The point of The Pterosaur Heresies is to encourage others to try nesting pterosaurs with lizards (and within that clade the Tritosauria and the Fenestrasauria).

That’s why reading Jenkins (1967) reminded me that other clades (for instance, the Mammalia) had trouble getting it right early on.

Jenkins (1967) reports that the first mammal-like reptile to be described was Dicynodon by Owen (1844). Only the long tusks reminded Owen of mammals. Otherwise the “cranial organization manifested [by] modern lizards.”

In the following three decades the mammal-like aspects of various Karoo fossils, including those of cynodonts went unappreciated and considered convergent. Jenkins writes, “the many reptilian features of these fossils, and the fact that Huxley and others maintained that mammals arose directly from Amphibia, delayed recognition that therapsids were the stock from which mammals arose.”

Thirty years later Owen (1876) compared theriodonts and anomodonts to dinosaurs and living reptiles. Jenkins (1976) writes, “Evidently Owen could not bring himself to accept the possibility that mong them were the reptilian ancestors of mammals.”

Cope (1878) first proposed the order Theromorpha to include Pelycosauria and Anomodontia (at the time representing all South African therapsids). This order he regarded as “approximating the Mammalia more closely than any other division of the Reptilia.”

Seeley (1888) followed suit, that therapsids and mammals were kin, but that therapsids were not the ancestors of mammals.

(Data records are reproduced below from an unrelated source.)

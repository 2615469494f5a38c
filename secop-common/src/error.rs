//! Common error types for the SECOP lookup service

use thiserror::Error;

/// Common result type
pub type Result<T> = std::result::Result<T, Error>;

/// Error types shared across SECOP crates
#[derive(Error, Debug)]
pub enum Error {
    /// I/O operation error (wraps std::io::Error)
    #[error("IO error: {0}")]
    Io(#[from] std::io::Error),

    /// Configuration file could not be parsed
    #[error("TOML parse error: {0}")]
    Toml(#[from] toml::de::Error),

    /// Configuration loading or validation error
    #[error("Configuration error: {0}")]
    Config(String),

    /// Invalid user input or request parameter
    #[error("Invalid input: {0}")]
    InvalidInput(String),
}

Both were derived from a common parent, “perhaps in Silurian and Devonian strata.” Osborn agreed that no known therapsid could be ancestral to mammals.

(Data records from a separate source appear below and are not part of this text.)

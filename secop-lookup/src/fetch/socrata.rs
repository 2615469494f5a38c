//! Socrata (datos.gov.co) dataset client
//!
//! One GET per lookup with a single `$where` parameter. No paging, no
//! retries, no caching: every search goes back to the endpoint.

use async_trait::async_trait;
use secop_common::RecordSet;
use std::time::{Duration, Instant};

use super::{FetchError, RecordSource, SupplierFilter};

const USER_AGENT: &str = concat!("secop-lookup/", env!("CARGO_PKG_VERSION"));

/// Longest slice of an error body kept in a `FetchError::Status`
const MAX_ERROR_BODY: usize = 512;

/// Client for one dataset endpoint
#[derive(Debug, Clone)]
pub struct SocrataClient {
    http_client: reqwest::Client,
    endpoint: String,
}

impl SocrataClient {
    pub fn new(endpoint: impl Into<String>, timeout: Duration) -> Result<Self, FetchError> {
        let http_client = reqwest::Client::builder()
            .user_agent(USER_AGENT)
            .timeout(timeout)
            .build()
            .map_err(|e| FetchError::Client(e.to_string()))?;

        Ok(Self {
            http_client,
            endpoint: endpoint.into(),
        })
    }

    pub fn endpoint(&self) -> &str {
        &self.endpoint
    }
}

#[async_trait]
impl RecordSource for SocrataClient {
    async fn fetch(&self, filter: &SupplierFilter) -> Result<RecordSet, FetchError> {
        let where_clause = filter.to_soql();
        tracing::debug!(endpoint = %self.endpoint, soql = %where_clause, "Querying dataset");

        let started = Instant::now();
        let response = self
            .http_client
            .get(&self.endpoint)
            .query(&[("$where", where_clause.as_str())])
            .send()
            .await
            .map_err(|e| FetchError::Network(e.to_string()))?;

        let status = response.status();
        if !status.is_success() {
            let mut body = response.text().await.unwrap_or_default();
            if body.len() > MAX_ERROR_BODY {
                let cut = (0..=MAX_ERROR_BODY)
                    .rev()
                    .find(|i| body.is_char_boundary(*i))
                    .unwrap_or(0);
                body.truncate(cut);
            }
            return Err(FetchError::Status(status.as_u16(), body));
        }

        let records: RecordSet = response
            .json()
            .await
            .map_err(|e| FetchError::Decode(e.to_string()))?;

        tracing::info!(
            endpoint = %self.endpoint,
            records = records.len(),
            elapsed_ms = started.elapsed().as_millis() as u64,
            "Dataset query complete"
        );

        Ok(records)
    }
}
#[tokio::test]
async fn test_wildcard_term_matches_literally() {
    let contracts = StubSource::records(vec![
        contract("2023-01-01T00:00:00.000", "500", "CO1.PCCNTR.1"),
        contract("2023-01-01T00:00:00.000", "700", "CO1.PCCNTR.2")
            .with("proveedor_adjudicado", "100% Obras S.A.S."),
    ]);
    let app = setup_app(contracts, StubSource::records(vec![]));

    // "%" only hits the supplier whose name contains a percent sign
    let response = app
        .clone()
        .oneshot(test_request("/api/contracts/search?q=%25"))
        .await
        .unwrap();
    assert_eq!(response.status(), StatusCode::OK);
    let body = extract_json(response.into_body()).await;
    assert_eq!(body["identity"]["name"], "100% OBRAS S.A.S.");
    assert_eq!(summary_value(&body, "Número de Contratos"), "1");
    assert_eq!(body["summary"]["headline"]["value"], "$700.00 COP");

    // "_" is not a single-character wildcard
    let response = app
        .oneshot(test_request("/api/contracts/search?q=ac_e"))
        .await
        .unwrap();
    let body = extract_json(response.into_body()).await;
    let notices = body["notices"].as_array().unwrap();
    assert_eq!(notices.len(), 1);
    assert_eq!(notices[0]["kind"], "empty_result");
}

Marsh followed Huxley in citing an amphibian origin for mammals (scale-less skin, double occipitial condyle).

Finally Broom (1901) proposed that mammals arose from primitive theriodonts. He included cynodonts in the lineage of mammals. Watson (1913) proposed that Gorgonopsia gave rise to mammals. Broom (1929) reported that mammals arose from ictidosaurs (like Pachygenelus) and these arose from cynodonts. Later discoveries and later reports confirm Broom’s assessments.

See any similarities?
The current situation in pterosaurs in broadly similar. Proponents holding to an archosaur alliance have no idea what archosaur or lineage of archosaurs produces pterosaurs. They rely on suprageneric taxa and avoid testing proven candidates. They cannot demonstrate a gradual acquisition of pterosaurian traits from that side of the tree. No archosaur sisters approximate the morphology of pterosaurs.

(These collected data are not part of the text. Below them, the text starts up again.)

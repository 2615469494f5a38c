//! Record aggregation for the lookup report
//!
//! Turns a raw [`RecordSet`] into everything the report needs: supplier
//! identity, summary scalars, per-year counts, status distribution and a
//! relabeled display table. Aggregation is a pure function of the records
//! and a reference instant; it never fails, it degrades and records a
//! [`Notice`] instead.

pub mod contracts;
pub mod processes;

use chrono::{Datelike, NaiveDateTime};
use secop_common::format::{format_date_dmy, format_money_or_na};
use secop_common::{Record, RecordSet};
use serde::Serialize;
use std::collections::{BTreeMap, HashMap};

use crate::dataset::Dataset;
use crate::notice::Notice;

/// Representative supplier of a result set
#[derive(Debug, Clone, PartialEq, Serialize)]
pub struct SupplierIdentity {
    /// Upper-cased display name
    pub name: String,
    /// Kind of identifier ("NIT", "CÉDULA DE CIUDADANÍA", ...)
    pub id_label: String,
    pub id_value: String,
}

/// Summary scalars shown above the charts
#[derive(Debug, Clone, PartialEq, Serialize)]
pub struct SummaryStats {
    pub total_value: f64,
    pub record_count: usize,
    pub entity_count: usize,
    /// Contracts only: active contracts beyond the first one
    pub simultaneous: Option<usize>,
}

impl SummaryStats {
    fn zero(dataset: Dataset) -> Self {
        Self {
            total_value: 0.0,
            record_count: 0,
            entity_count: 0,
            simultaneous: match dataset {
                Dataset::Contracts => Some(0),
                Dataset::Processes => None,
            },
        }
    }
}

#[derive(Debug, Clone, Copy, PartialEq, Eq, Serialize)]
pub struct YearCount {
    pub year: i32,
    pub count: usize,
}

#[derive(Debug, Clone, PartialEq, Eq, Serialize)]
pub struct StatusCount {
    pub status: String,
    pub count: usize,
}

/// Relabeled rows ready for display and export
#[derive(Debug, Clone, PartialEq, Serialize)]
pub struct DisplayTable {
    pub columns: Vec<String>,
    pub rows: Vec<Vec<String>>,
}

impl DisplayTable {
    pub fn row_count(&self) -> usize {
        self.rows.len()
    }
}

/// Everything derived from one result set
#[derive(Debug, Clone, PartialEq)]
pub struct Aggregation {
    pub dataset: Dataset,
    pub identity: Option<SupplierIdentity>,
    /// Number of distinct identity tuples seen (0 when identity columns are absent)
    pub distinct_identities: usize,
    pub stats: SummaryStats,
    /// Ascending by year, only years that occur
    pub by_year: Vec<YearCount>,
    /// Descending by count; empty when the status field is absent
    pub status: Vec<StatusCount>,
    /// Absent when a strict view is missing a column
    pub table: Option<DisplayTable>,
    pub notices: Vec<Notice>,
}

impl Aggregation {
    /// Result for a query that matched nothing
    pub fn empty(dataset: Dataset) -> Self {
        Self {
            dataset,
            identity: None,
            distinct_identities: 0,
            stats: SummaryStats::zero(dataset),
            by_year: Vec::new(),
            status: Vec::new(),
            table: None,
            notices: vec![Notice::empty_result()],
        }
    }

    pub fn is_empty_result(&self) -> bool {
        self.stats.record_count == 0
    }
}

/// Aggregate a result set of the given dataset relative to `now`
pub fn aggregate(dataset: Dataset, records: &RecordSet, now: NaiveDateTime) -> Aggregation {
    match dataset {
        Dataset::Contracts => contracts::aggregate(records, now),
        Dataset::Processes => processes::aggregate(records),
    }
}

// ============================================================================
// Shared building blocks
// ============================================================================

/// How a table cell is rendered
#[derive(Debug, Clone, Copy, PartialEq, Eq)]
pub(crate) enum CellFormat {
    Text,
    Upper,
    Date,
    Money,
}

/// Raw field → display label mapping for one table column
#[derive(Debug, Clone, Copy)]
pub(crate) struct ColumnSpec {
    pub field: &'static str,
    pub label: &'static str,
    pub format: CellFormat,
}

impl ColumnSpec {
    pub(crate) const fn new(field: &'static str, label: &'static str, format: CellFormat) -> Self {
        Self { field, label, format }
    }

    fn render(&self, record: &Record) -> String {
        match self.format {
            CellFormat::Text => record.text(self.field).unwrap_or_default(),
            CellFormat::Upper => record
                .text(self.field)
                .map(|s| s.to_uppercase())
                .unwrap_or_default(),
            CellFormat::Date => record
                .timestamp(self.field)
                .map(|d| format_date_dmy(&d))
                .unwrap_or_default(),
            CellFormat::Money => format_money_or_na(record.number(self.field)),
        }
    }
}

pub(crate) fn build_table<'a>(
    columns: &[ColumnSpec],
    rows: impl IntoIterator<Item = &'a Record>,
) -> DisplayTable {
    DisplayTable {
        columns: columns.iter().map(|c| c.label.to_string()).collect(),
        rows: rows
            .into_iter()
            .map(|r| columns.iter().map(|c| c.render(r)).collect())
            .collect(),
    }
}

/// First distinct identity tuple and the number of distinct tuples.
///
/// `None` unless every identity field exists as a column. Tuples are compared
/// as raw text, nulls included, in first-seen order.
pub(crate) fn first_identity(
    records: &RecordSet,
    fields: &[&str],
) -> Option<(Vec<Option<String>>, usize)> {
    if !records.missing_columns(fields).is_empty() {
        return None;
    }

    let mut distinct: Vec<Vec<Option<String>>> = Vec::new();
    for record in records {
        let tuple: Vec<Option<String>> = fields.iter().map(|f| record.text(f)).collect();
        if !distinct.contains(&tuple) {
            distinct.push(tuple);
        }
    }

    let count = distinct.len();
    distinct.into_iter().next().map(|first| (first, count))
}

/// Sum of the numeric values of a field; absent values are skipped
pub(crate) fn sum_values<'a>(rows: impl IntoIterator<Item = &'a Record>, field: &str) -> f64 {
    rows.into_iter().filter_map(|r| r.number(field)).sum()
}

/// Occurrences per calendar year, ascending, without zero-filled gaps
pub(crate) fn year_counts(dates: impl IntoIterator<Item = NaiveDateTime>) -> Vec<YearCount> {
    let mut counts: BTreeMap<i32, usize> = BTreeMap::new();
    for date in dates {
        *counts.entry(date.year()).or_insert(0) += 1;
    }
    counts
        .into_iter()
        .map(|(year, count)| YearCount { year, count })
        .collect()
}

/// Counts of each non-null value of a field, most frequent first.
///
/// Ties keep the order in which values were first seen.
pub(crate) fn status_counts<'a>(
    rows: impl IntoIterator<Item = &'a Record>,
    field: &str,
) -> Vec<StatusCount> {
    let mut order: Vec<String> = Vec::new();
    let mut counts: HashMap<String, usize> = HashMap::new();
    for value in rows.into_iter().filter_map(|r| r.text(field)) {
        match counts.get_mut(&value) {
            Some(count) => *count += 1,
            None => {
                counts.insert(value.clone(), 1);
                order.push(value);
            }
        }
    }

    let mut result: Vec<StatusCount> = order
        .into_iter()
        .map(|status| {
            let count = counts.get(&status).copied().unwrap_or(0);
            StatusCount { status, count }
        })
        .collect();
    // Stable: ties stay in first-seen order
    result.sort_by(|a, b| b.count.cmp(&a.count));
    result
}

We’ve seen this movie before folks (anyone care to discuss the impact of Ostrom 1969? one hundred years after Archaeopteryx?).

Evidence already supports a lizard/pterosaur kinship. Now we’re just waiting for the mood to swing and prejudice to vanish.

References
Jenkins FA Jr. 1967. The Postcranial Skeleton of African Cynodonts. Peabody Museum Bulletin 36. 216 pp.
Ostrom JH 1969. A new theropod dinosaur from the Lower Cretaceous of Montana. Postilla 128:1-17.